In June, Textile And Clothing Exports Grew Steadily &Nbsp, And The Three Quarter Growth Rate Slowed Down.
In July 12, 2010, the General Administration of Customs released the latest export data. In 1-6 months, textile and apparel exports totaled 88 billion 878 million US dollars, up 22.04% from the same period last year. Of them, textile exports were US $35 billion 652 million, an increase of 32.31% over the same period last year, and exports of garments and accessories were US $53 billion 226 million, up 16.02% over the same period last year.
June single month, textile
clothing
Exports of US $21 billion 62 million, an increase of 56.22% over the same period, of which,
Spin
Exports of goods amounted to US $6 billion 595 million, an increase of 31.06% over the same period last year, and clothing exports of US $14 billion 467 million, an increase of 71.21% over the same period last year.
Commentary:
1, June industrial export data continued the rebound trend in the first two months, and maintained steady growth.
The trend is basically consistent with our expectations in the mid-term strategy. The concrete judgement is as follows: the recovery of overseas demand is the main driving force for the growth of China's textile and clothing exports in the two quarter.
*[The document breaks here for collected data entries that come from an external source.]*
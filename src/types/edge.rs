//! Edge records and the endpoint trait the path finder reads them through.

use serde::{Deserialize, Serialize};

/// Anything carrying a `source` and a `target` node identifier.
///
/// The path finder only ever looks at the two endpoints, so any other
/// fields on the implementing type are ignored. Direction is ignored too:
/// every edge is inserted into the graph both ways.
pub trait Endpoints {
    /// Node identifier type.
    type Node;

    /// One endpoint.
    fn source(&self) -> &Self::Node;

    /// The other endpoint.
    fn target(&self) -> &Self::Node;
}

/// One step of a returned path, from `source` to `target`.
#[derive(Debug, Clone, PartialEq, Eq, Hash, Serialize, Deserialize)]
pub struct PathStep<N> {
    /// Node the step leaves from.
    pub source: N,
    /// Node the step arrives at.
    pub target: N,
}

impl<N> PathStep<N> {
    /// Create a new path step.
    pub fn new(source: N, target: N) -> Self {
        Self { source, target }
    }
}

impl<N> Endpoints for PathStep<N> {
    type Node = N;

    fn source(&self) -> &N {
        &self.source
    }

    fn target(&self) -> &N {
        &self.target
    }
}

impl<N: std::fmt::Display> std::fmt::Display for PathStep<N> {
    fn fmt(&self, f: &mut std::fmt::Formatter<'_>) -> std::fmt::Result {
        write!(f, "{} -> {}", self.source, self.target)
    }
}

impl<N> Endpoints for (N, N) {
    type Node = N;

    fn source(&self) -> &N {
        &self.0
    }

    fn target(&self) -> &N {
        &self.1
    }
}

/// A generated link between two generated nodes.
#[derive(Debug, Clone, Copy, PartialEq, Eq, Hash, Serialize, Deserialize)]
pub struct Link {
    /// Sequential link ID, starting at 1.
    pub id: u64,
    /// Source node ID.
    pub source: u64,
    /// Target node ID.
    pub target: u64,
}

impl Link {
    /// Create a new link.
    pub fn new(id: u64, source: u64, target: u64) -> Self {
        Self { id, source, target }
    }
}

impl Endpoints for Link {
    type Node = u64;

    fn source(&self) -> &u64 {
        &self.source
    }

    fn target(&self) -> &u64 {
        &self.target
    }
}
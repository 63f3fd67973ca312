//! Criterion benchmarks for graphpath.

use criterion::{black_box, criterion_group, criterion_main, Criterion};
use rand::rngs::StdRng;
use rand::SeedableRng;

use graphpath::generate::{make_random_links, make_random_nodes};
use graphpath::graph::{find_path, UndirectedGraph};
use graphpath::types::Link;

/// Random links over a fixed-size node set.
fn make_links(node_count: usize, max_links: usize) -> Vec<Link> {
    let mut rng = StdRng::seed_from_u64(0xbe7c);
    let nodes = make_random_nodes(node_count, node_count, &mut rng).unwrap();
    make_random_links(&nodes, max_links, &mut rng)
}

/// Path along a chain, the worst case for frontier growth per step.
fn make_chain(node_count: u64) -> Vec<Link> {
    (0..node_count.saturating_sub(1))
        .map(|i| Link::new(i + 1, i, i + 1))
        .collect()
}

fn bench_build_graph_10k(c: &mut Criterion) {
    let links = make_links(10_000, 3);

    c.bench_function("build_graph_10k", |b| {
        b.iter(|| UndirectedGraph::from_edges(black_box(&links)))
    });
}

fn bench_find_path_random_10k(c: &mut Criterion) {
    let links = make_links(10_000, 3);

    c.bench_function("find_path_random_10k", |b| {
        b.iter(|| {
            let _ = find_path(&0, &9_999, black_box(&links));
        })
    });
}

fn bench_find_path_chain_1k(c: &mut Criterion) {
    let links = make_chain(1_000);

    c.bench_function("find_path_chain_1k", |b| {
        b.iter(|| {
            let _ = find_path(&0, &999, black_box(&links));
        })
    });
}

fn bench_shortest_path_prebuilt_10k(c: &mut Criterion) {
    let graph = UndirectedGraph::from_edges(&make_links(10_000, 3));

    c.bench_function("shortest_path_prebuilt_10k", |b| {
        b.iter(|| {
            let _ = graph.shortest_path(&0, black_box(&5_000));
        })
    });
}

fn bench_generate_1k(c: &mut Criterion) {
    c.bench_function("generate_1k", |b| {
        b.iter(|| make_links(black_box(1_000), 3))
    });
}

criterion_group!(
    benches,
    bench_build_graph_10k,
    bench_find_path_random_10k,
    bench_find_path_chain_1k,
    bench_shortest_path_prebuilt_10k,
    bench_generate_1k,
);
criterion_main!(benches);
From the perspective of the major textile and apparel consumer markets in the US and Europe, the US economy is in a strong recovery in the two quarter, and both employment and consumer credit have returned to normal levels. The upgrading of consumer demand has shifted from government stimulus to endogenous growth, which provides strong support for China's textile clothing export in the two quarter.
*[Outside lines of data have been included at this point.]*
//! Reading edge lists from JSON files.
//!
//! Accepted shapes: a top-level array of edge objects, or an object holding
//! such an array under `links` or `edges`. Endpoints may be strings, numbers,
//! or node objects carrying an `id`; they are all compared as strings. Any
//! other field on an edge object is ignored.

use std::path::Path;

use serde_json::Value;

use crate::types::{GraphError, GraphResult, PathStep};

/// Read and parse an edge list file.
pub fn read_edge_list(path: &Path) -> GraphResult<Vec<PathStep<String>>> {
    let data = std::fs::read_to_string(path)?;
    parse_edge_list(&data)
}

/// Parse an edge list from JSON text.
pub fn parse_edge_list(data: &str) -> GraphResult<Vec<PathStep<String>>> {
    let parsed: Value = serde_json::from_str(data)?;

    let records = match &parsed {
        Value::Array(records) => records,
        Value::Object(map) => map
            .get("links")
            .or_else(|| map.get("edges"))
            .and_then(|v| v.as_array())
            .ok_or_else(|| GraphError::Json("expected a `links` or `edges` array".into()))?,
        _ => return Err(GraphError::Json("expected an array of edges".into())),
    };

    records
        .iter()
        .enumerate()
        .map(|(index, record)| {
            let source = record.get("source").and_then(endpoint_key);
            let target = record.get("target").and_then(endpoint_key);
            match (source, target) {
                (Some(source), Some(target)) => Ok(PathStep::new(source, target)),
                _ => Err(GraphError::MalformedEdge(index)),
            }
        })
        .collect()
}

/// String key for an endpoint value.
fn endpoint_key(value: &Value) -> Option<String> {
    match value {
        Value::String(s) => Some(s.clone()),
        Value::Number(n) => Some(n.to_string()),
        Value::Object(map) => map.get("id").and_then(endpoint_key),
        _ => None,
    }
}
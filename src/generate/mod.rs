//! Seeded random graph generators for demo and test data.
//!
//! Every generator takes the random source explicitly, so a fixed seed
//! always reproduces the same fixture.

pub mod links;
pub mod nodes;

use rand::rngs::StdRng;
use rand::SeedableRng;

use crate::types::{GraphResult, Link, Node};

pub use links::{make_random_links, new_link};
pub use nodes::{make_random_nodes, new_node, new_node_name};

/// Settings for [`generate_graph`].
#[derive(Debug, Clone, Copy, PartialEq, Eq)]
pub struct GeneratorConfig {
    /// Minimum node count (inclusive).
    pub min_nodes: usize,
    /// Maximum node count (inclusive).
    pub max_nodes: usize,
    /// Upper bound on links leaving each node.
    pub max_links: usize,
    /// Seed for the random source. `None` seeds from OS entropy.
    pub seed: Option<u64>,
}

impl Default for GeneratorConfig {
    fn default() -> Self {
        Self {
            min_nodes: 5,
            max_nodes: 20,
            max_links: 3,
            seed: None,
        }
    }
}

/// Generate a random node set and links over it.
pub fn generate_graph(config: &GeneratorConfig) -> GraphResult<(Vec<Node>, Vec<Link>)> {
    let mut rng = match config.seed {
        Some(seed) => StdRng::seed_from_u64(seed),
        None => StdRng::from_entropy(),
    };

    let nodes = make_random_nodes(config.min_nodes, config.max_nodes, &mut rng)?;
    let links = make_random_links(&nodes, config.max_links, &mut rng);
    Ok((nodes, links))
}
Although the euro area has experienced the debt crisis, it is currently facing China's debt crisis.
Spin
The impact of clothing exports is not large, and the negative effects are somewhat lagging.
Judging from the monthly data, according to our estimates, the growth rate of textile exports in June has declined, an increase of about 10 percentage points lower than that in May, while the year-on-year growth rate of garment exports has exceeded textiles for the first time since the three quarter of 2009, reaching 71.21%.
We believe that this is mainly due to the increase in the price of raw materials such as upstream textiles, and the increase in the price of clothing products has led to a significant increase in clothing exports.
2, the latter uncertain factors increase, industry export growth in the three quarter or fall.
The reasons are as follows: 1) the impact of euro zone debt crisis is lagging behind, and the impact on China's textile and clothing export trade will appear in the three and fourth quarter.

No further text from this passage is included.